Work request
Transcribe the records word for word, leaving nothing out.

Available records
- Opening Delimiter -
impl<M: Send + 'static, H: SweepHook> SessionManager<M, H> {
    /// Create a manager that reports sweeps and evictions to `hook`.
    pub fn with_hook(config: MemoryConfig, hook: H) -> Result<Self> {
        Self::with_clock(config, hook, Arc::new(SystemClock))
    }

    /// Create a manager that reads time from `clock`.
    pub fn with_clock(config: MemoryConfig, hook: H, clock: Arc<dyn Clock>) -> Result<Self> {
        config.validate()?;
        let scheduler = Scheduler::new(config.cleanup_interval);
        Ok(Self {
            inner: Arc::new(Inner {
                store: Mutex::new(SessionStore::new(config)),
                hook,
                clock,
                scheduler,
            }),
        })
    }

    /// Snapshot of the limits currently in force.
    pub fn config(&self) -> MemoryConfig {
        self.inner.store.lock().config().clone()
    }

    /// Start tracking a session, replacing any existing one with the same id.
    pub fn register_session(&self, session_id: &str, initial_messages: Vec<M>) {
        let now = self.inner.clock.now();
        let evicted = self
            .inner
            .store
            .lock()
            .register(session_id, initial_messages, now);
        for id in &evicted {
            self.inner
                .call_hook(|hook| hook.on_evict(id, EvictionReason::Capacity));
        }
    }

    /// Append messages to a session. Unknown ids are ignored.
    pub fn update_session(&self, session_id: &str, new_messages: impl IntoIterator<Item = M>) {
        let now = self.inner.clock.now();
        self.inner
            .store
            .lock()
            .update(session_id, new_messages, now);
    }

    /// Stop tracking a session. Unknown ids are ignored.
    pub fn unregister_session(&self, session_id: &str) {
        self.inner.store.lock().unregister(session_id);
    }

    /// Diagnostics for one session, or `None` if it is not tracked.
    pub fn session_stats(&self, session_id: &str) -> Option<SessionStats> {
        let now = self.inner.clock.now();
        self.inner.store.lock().session_stats(session_id, now)
    }

    /// Aggregate diagnostics across all sessions.
    pub fn global_stats(&self) -> GlobalStats {
        self.inner.store.lock().global_stats()
    }

    /// Run a sweep now, returning the number of sessions removed.
    ///
    /// A failed sweep is reported to the hook and counts as removing nothing.
    /// A panicking hook does not change the count.
    pub fn sweep_now(&self) -> usize {
        match self.sweep() {
            Ok(report) => report.removed(),
            Err(e) => {
                self.inner.report_error(&e);
                0
            }
        }
    }

    /// Run a sweep now and return its full report.
    pub fn sweep(&self) -> Result<SweepReport> {
        self.inner.sweep()
    }

    /// Apply a partial configuration change.
    ///
    /// On error nothing changes. New limits apply to operations issued after
    /// this returns; existing sessions are re-checked by the next update or
    /// sweep. A new cleanup interval takes effect from the next tick.
    pub fn update_config(&self, update: ConfigUpdate) -> Result<()> {
        let mut store = self.inner.store.lock();
        let next = store.config().apply(&update).inspect_err(|e| {
            warn!(error = %e, "Rejected session config update");
        })?;
        // Publish the interval under the lock so concurrent updates cannot
        // leave the scheduler on a stale period.
        self.inner.scheduler.set_interval(next.cleanup_interval);
        store.set_config(next);
        Ok(())
    }

    /// Start the periodic sweep on the current tokio runtime.
    ///
    /// Calling this while the task is already running does nothing.
    pub fn start_cleanup(&self) -> Result<()> {
        let target = Arc::downgrade(&self.inner);
        self.inner.scheduler.start(move || match target.upgrade() {
            Some(inner) => {
                inner.scheduled_sweep();
                ControlFlow::Continue(())
            }
            None => ControlFlow::Break(()),
        })
    }

    /// Stop the periodic sweep. Once this returns, no further tick runs.
    pub async fn stop_cleanup(&self) {
        self.inner.scheduler.stop().await;
    }

    /// Whether the periodic sweep is running.
    pub fn is_cleanup_running(&self) -> bool {
        self.inner.scheduler.is_running()
    }

    /// Drop every session.
    pub fn clear_all(&self) {
        let count = self.inner.store.lock().clear();
        debug!(count, "Cleared all sessions");
    }

    /// Whether a session is tracked.
    pub fn contains(&self, session_id: &str) -> bool {
        self.inner.store.lock().contains(session_id)
    }

    /// Number of tracked sessions.
    pub fn len(&self) -> usize {
        self.inner.store.lock().len()
    }

    pub fn is_empty(&self) -> bool {
        self.inner.store.lock().is_empty()
    }

    /// Ids of all tracked sessions, in no particular order.
    pub fn session_ids(&self) -> Vec<String> {
        self.inner.store.lock().session_ids()
    }
}

impl<M: Clone + Send + 'static, H: SweepHook> SessionManager<M, H> {
    /// Copy of a session's history, oldest first. Reading does not count as
    /// an access.
    pub fn session_messages(&self, session_id: &str) -> Option<Vec<M>> {
        self.inner.store.lock().messages(session_id)
    }
}

impl<M, H: SweepHook> Clone for SessionManager<M, H> {
    fn clone(&self) -> Self {
        Self {
            inner: Arc::clone(&self.inner),
        }
    }
}

impl<M, H: SweepHook> std::fmt::Debug for SessionManager<M, H> {
    fn fmt(&self, f: &mut std::fmt::Formatter<'_>) -> std::fmt::Result {
        f.debug_struct("SessionManager")
            .field("scheduler", &self.inner.scheduler)
            .finish_non_exhaustive()
    }
}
- Closing Delimiter -
Answer for the task
impl<M: Send + 'static, H: SweepHook> SessionManager<M, H> {
    /// Create a manager that reports sweeps and evictions to `hook`.
    pub fn with_hook(config: MemoryConfig, hook: H) -> Result<Self> {
        Self::with_clock(config, hook, Arc::new(SystemClock))
    }

    /// Create a manager that reads time from `clock`.
    pub fn with_clock(config: MemoryConfig, hook: H, clock: Arc<dyn Clock>) -> Result<Self> {
        config.validate()?;
        let scheduler = Scheduler::new(config.cleanup_interval);
        Ok(Self {
            inner: Arc::new(Inner {
                store: Mutex::new(SessionStore::new(config)),
                hook,
                clock,
                scheduler,
            }),
        })
    }

    /// Snapshot of the limits currently in force.
    pub fn config(&self) -> MemoryConfig {
        self.inner.store.lock().config().clone()
    }

    /// Start tracking a session, replacing any existing one with the same id.
    pub fn register_session(&self, session_id: &str, initial_messages: Vec<M>) {
        let now = self.inner.clock.now();
        let evicted = self
            .inner
            .store
            .lock()
            .register(session_id, initial_messages, now);
        for id in &evicted {
            self.inner
                .call_hook(|hook| hook.on_evict(id, EvictionReason::Capacity));
        }
    }

    /// Append messages to a session. Unknown ids are ignored.
    pub fn update_session(&self, session_id: &str, new_messages: impl IntoIterator<Item = M>) {
        let now = self.inner.clock.now();
        self.inner
            .store
            .lock()
            .update(session_id, new_messages, now);
    }

    /// Stop tracking a session. Unknown ids are ignored.
    pub fn unregister_session(&self, session_id: &str) {
        self.inner.store.lock().unregister(session_id);
    }

    /// Diagnostics for one session, or `None` if it is not tracked.
    pub fn session_stats(&self, session_id: &str) -> Option<SessionStats> {
        let now = self.inner.clock.now();
        self.inner.store.lock().session_stats(session_id, now)
    }

    /// Aggregate diagnostics across all sessions.
    pub fn global_stats(&self) -> GlobalStats {
        self.inner.store.lock().global_stats()
    }

    /// Run a sweep now, returning the number of sessions removed.
    ///
    /// A failed sweep is reported to the hook and counts as removing nothing.
    /// A panicking hook does not change the count.
    pub fn sweep_now(&self) -> usize {
        match self.sweep() {
            Ok(report) => report.removed(),
            Err(e) => {
                self.inner.report_error(&e);
                0
            }
        }
    }

    /// Run a sweep now and return its full report.
    pub fn sweep(&self) -> Result<SweepReport> {
        self.inner.sweep()
    }

    /// Apply a partial configuration change.
    ///
    /// On error nothing changes. New limits apply to operations issued after
    /// this returns; existing sessions are re-checked by the next update or
    /// sweep. A new cleanup interval takes effect from the next tick.
    pub fn update_config(&self, update: ConfigUpdate) -> Result<()> {
        let mut store = self.inner.store.lock();
        let next = store.config().apply(&update).inspect_err(|e| {
            warn!(error = %e, "Rejected session config update");
        })?;
        // Publish the interval under the lock so concurrent updates cannot
        // leave the scheduler on a stale period.
        self.inner.scheduler.set_interval(next.cleanup_interval);
        store.set_config(next);
        Ok(())
    }

    /// Start the periodic sweep on the current tokio runtime.
    ///
    /// Calling this while the task is already running does nothing.
    pub fn start_cleanup(&self) -> Result<()> {
        let target = Arc::downgrade(&self.inner);
        self.inner.scheduler.start(move || match target.upgrade() {
            Some(inner) => {
                inner.scheduled_sweep();
                ControlFlow::Continue(())
            }
            None => ControlFlow::Break(()),
        })
    }

    /// Stop the periodic sweep. Once this returns, no further tick runs.
    pub async fn stop_cleanup(&self) {
        self.inner.scheduler.stop().await;
    }

    /// Whether the periodic sweep is running.
    pub fn is_cleanup_running(&self) -> bool {
        self.inner.scheduler.is_running()
    }

    /// Drop every session.
    pub fn clear_all(&self) {
        let count = self.inner.store.lock().clear();
        debug!(count, "Cleared all sessions");
    }

    /// Whether a session is tracked.
    pub fn contains(&self, session_id: &str) -> bool {
        self.inner.store.lock().contains(session_id)
    }

    /// Number of tracked sessions.
    pub fn len(&self) -> usize {
        self.inner.store.lock().len()
    }

    pub fn is_empty(&self) -> bool {
        self.inner.store.lock().is_empty()
    }

    /// Ids of all tracked sessions, in no particular order.
    pub fn session_ids(&self) -> Vec<String> {
        self.inner.store.lock().session_ids()
    }
}

impl<M: Clone + Send + 'static, H: SweepHook> SessionManager<M, H> {
    /// Copy of a session's history, oldest first. Reading does not count as
    /// an access.
    pub fn session_messages(&self, session_id: &str) -> Option<Vec<M>> {
        self.inner.store.lock().messages(session_id)
    }
}

impl<M, H: SweepHook> Clone for SessionManager<M, H> {
    fn clone(&self) -> Self {
        Self {
            inner: Arc::clone(&self.inner),
        }
    }
}

impl<M, H: SweepHook> std::fmt::Debug for SessionManager<M, H> {
    fn fmt(&self, f: &mut std::fmt::Formatter<'_>) -> std::fmt::Result {
        f.debug_struct("SessionManager")
            .field("scheduler", &self.inner.scheduler)
            .finish_non_exhaustive()
    }
}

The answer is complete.